On 1 April 1997, Akita was designated as a core city with increased autonomy. The Akita Shinkansen began operations the same year. In August 2001, the World Games were held in Akita, with the opening ceremony held in the Yabase Track and Field Stadium. In 2004, the city celebrated its 400th anniversary and its beginnings as Kubota Castle town.

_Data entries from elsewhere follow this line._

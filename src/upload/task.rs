use crate::error::TransportFailure;
use crate::import::{CreatedResponse, UploadRequest};
use derivative::Derivative;
use serde_json::Value;
use std::sync::mpsc::{channel, Receiver, Sender, TryRecvError};

#[derive(Debug, Clone, PartialEq)]
pub enum TaskEvent {
    Progress(f32),
    Settled(Result<CreatedResponse, TransportFailure>),
}

/// Something that can carry an upload request to the server.
pub trait UploadTransport {
    fn submit(&self, request: UploadRequest) -> UploadTask;
    fn cloud_import(&self, identifier: &str, import_config: Value) -> UploadTask;
}

/// The sending half handed to whatever performs the request.
#[derive(Debug, Clone)]
pub struct TaskReporter {
    sender: Sender<TaskEvent>,
}

impl TaskReporter {
    pub fn progress(&self, complete: f32) {
        self.sender
            .send(TaskEvent::Progress(complete))
            .unwrap_or_default();
    }

    pub fn settle(&self, result: Result<CreatedResponse, TransportFailure>) {
        self.sender
            .send(TaskEvent::Settled(result))
            .unwrap_or_default();
    }
}

/// Runs at most once, however many times `cancel` is called.
pub struct CancelHandle {
    cancel: Option<Box<dyn FnOnce() + Send>>,
}

impl CancelHandle {
    pub fn new(cancel: impl FnOnce() + Send + 'static) -> Self {
        Self {
            cancel: Some(Box::new(cancel)),
        }
    }

    pub fn cancel(&mut self) -> bool {
        match self.cancel.take() {
            Some(cancel) => {
                cancel();
                true
            }
            None => false,
        }
    }
}

/// An outstanding request: progress and its single settlement arrive on
/// `events`. Cancelling is only possible when the transport provided a handle.
#[derive(Derivative)]
#[derivative(Debug)]
pub struct UploadTask {
    events: Receiver<TaskEvent>,
    #[derivative(Debug = "ignore")]
    cancel: Option<CancelHandle>,
    settled: bool,
}

impl UploadTask {
    pub fn channel() -> (TaskReporter, Self) {
        let (sender, events) = channel();
        (
            TaskReporter { sender },
            Self {
                events,
                cancel: None,
                settled: false,
            },
        )
    }

    pub fn with_cancel(mut self, cancel: impl FnOnce() + Send + 'static) -> Self {
        self.cancel = Some(CancelHandle::new(cancel));
        self
    }

    pub fn supports_cancel(&self) -> bool {
        self.cancel.is_some()
    }

    /// Returns whether a cancellation was actually issued.
    pub fn cancel(&mut self) -> bool {
        if self.settled {
            return false;
        }
        match self.cancel.as_mut() {
            Some(handle) => handle.cancel(),
            None => false,
        }
    }

    /// Next pending event, if any. A reporter that disappears without settling
    /// counts as a failure.
    pub fn try_next(&mut self) -> Option<TaskEvent> {
        if self.settled {
            return None;
        }
        match self.events.try_recv() {
            Ok(event) => {
                if matches!(event, TaskEvent::Settled(_)) {
                    self.settled = true;
                }
                Some(event)
            }
            Err(TryRecvError::Empty) => None,
            Err(TryRecvError::Disconnected) => {
                self.settled = true;
                Some(TaskEvent::Settled(Err(TransportFailure::new(
                    "Upload ended without a response",
                ))))
            }
        }
    }

    pub fn is_settled(&self) -> bool {
        self.settled
    }
}

#[cfg(test)]
mod tests {
    use super::*;
    use std::sync::atomic::{AtomicUsize, Ordering};
    use std::sync::Arc;

    #[test]
    fn cancel_runs_once() {
        let calls = Arc::new(AtomicUsize::new(0));
        let counter = calls.clone();
        let (_reporter, task) = UploadTask::channel();
        let mut task = task.with_cancel(move || {
            counter.fetch_add(1, Ordering::SeqCst);
        });

        assert!(task.supports_cancel());
        assert!(task.cancel());
        assert!(!task.cancel());
        assert_eq!(calls.load(Ordering::SeqCst), 1);
    }

    #[test]
    fn cancel_after_settle_is_noop() {
        let calls = Arc::new(AtomicUsize::new(0));
        let counter = calls.clone();
        let (reporter, task) = UploadTask::channel();
        let mut task = task.with_cancel(move || {
            counter.fetch_add(1, Ordering::SeqCst);
        });

        reporter.settle(Ok(CreatedResponse::One { id: "v1".into() }));
        assert!(matches!(task.try_next(), Some(TaskEvent::Settled(Ok(_)))));
        assert!(!task.cancel());
        assert_eq!(calls.load(Ordering::SeqCst), 0);
    }

    #[test]
    fn events_stop_after_settlement() {
        let (reporter, mut task) = UploadTask::channel();
        reporter.progress(0.5);
        reporter.settle(Err(TransportFailure::unknown()));
        reporter.progress(0.9);

        assert_eq!(task.try_next(), Some(TaskEvent::Progress(0.5)));
        assert!(matches!(task.try_next(), Some(TaskEvent::Settled(Err(_)))));
        assert_eq!(task.try_next(), None);
    }

    #[test]
    fn dropped_reporter_settles_as_failure() {
        let (reporter, mut task) = UploadTask::channel();
        drop(reporter);
        assert!(matches!(task.try_next(), Some(TaskEvent::Settled(Err(_)))));
        assert!(task.is_settled());
    }
}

On 11 January 2005, the towns of Kawabe and Yūwa (both from Kawabe District) were merged into Akita. Kawabe District was dissolved as a result of this merger. The location of Akita City Hall did not change, and former Kawabe and Yūwa Town Halls are used as civic centers. The 62nd National Sports Festival of Japan was held in Akita in 2007.

==Geography==
The city of Akita is located in the coastal plains of central Akita Prefecture, bordered by the Sea of Japan to the west. The Omono River runs through the center of the city.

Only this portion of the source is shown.